## WHAT YOU NEED TO DO
Every line below that has "move" in it should be copied.

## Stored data
------------------------------
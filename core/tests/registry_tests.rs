// tests/registry_tests.rs
mod common;

use common::*;
use stallflow::{ContextData, FlowError, Pipeline, PipelineControl, PipelineResult, Registry};

#[derive(Debug, Default)]
struct CheckoutLike {
  session_id: Option<String>,
}

#[derive(Debug, Default)]
struct WebhookLike {
  processed: u32,
}

#[tokio::test]
async fn test_registry_dispatches_by_context_type() {
  setup_tracing();
  let registry = Registry::<TestError>::new();

  let mut checkout = Pipeline::<CheckoutLike, TestError>::new(&[("create_session", false, None)]);
  checkout.on_root("create_session", |ctx: ContextData<CheckoutLike>| async move {
    ctx.write().session_id = Some("cs_test_1".to_string());
    Ok::<_, FlowError>(PipelineControl::Continue)
  });
  registry.register_pipeline(checkout);

  let mut webhook = Pipeline::<WebhookLike, TestError>::new(&[("dispatch", false, None)]);
  webhook.on_root("dispatch", |ctx: ContextData<WebhookLike>| async move {
    ctx.write().processed += 1;
    Ok::<_, FlowError>(PipelineControl::Continue)
  });
  registry.register_pipeline(webhook);

  assert!(registry.is_registered::<CheckoutLike>());
  assert!(registry.is_registered::<WebhookLike>());

  let checkout_ctx = ContextData::new(CheckoutLike::default());
  assert_eq!(registry.run(checkout_ctx.clone()).await.unwrap(), PipelineResult::Completed);
  assert_eq!(checkout_ctx.read().session_id.as_deref(), Some("cs_test_1"));

  let webhook_ctx = ContextData::new(WebhookLike::default());
  registry.run(webhook_ctx.clone()).await.unwrap();
  registry.run(webhook_ctx.clone()).await.unwrap();
  assert_eq!(webhook_ctx.read().processed, 2);
}

#[tokio::test]
async fn test_unregistered_context_type_is_an_error() {
  setup_tracing();
  let registry = Registry::<TestError>::new();

  let result = registry.run(ContextData::new(WebhookLike::default())).await;
  match result {
    Err(TestError::Flow(s)) => assert!(s.contains("NotRegistered")),
    other => panic!("expected NotRegistered, got {:?}", other),
  }
}

#[tokio::test]
async fn test_handler_error_surfaces_through_registry() {
  setup_tracing();
  let registry = Registry::<TestError>::new();
  let mut pipeline = Pipeline::<FlowContext, TestError>::new(&[("charge", false, None)]);
  pipeline.on_root("charge", failing_handler("charge", "declined"));
  registry.register_pipeline(pipeline);

  let result = registry.run(ContextData::new(FlowContext::default())).await;
  assert_eq!(result.unwrap_err(), TestError::Step("declined".to_string()));
}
------------------------------
## RESULT OF THIS TASK
  checkout.on_root("create_session", |ctx: ContextData<CheckoutLike>| async move {
  webhook.on_root("dispatch", |ctx: ContextData<WebhookLike>| async move {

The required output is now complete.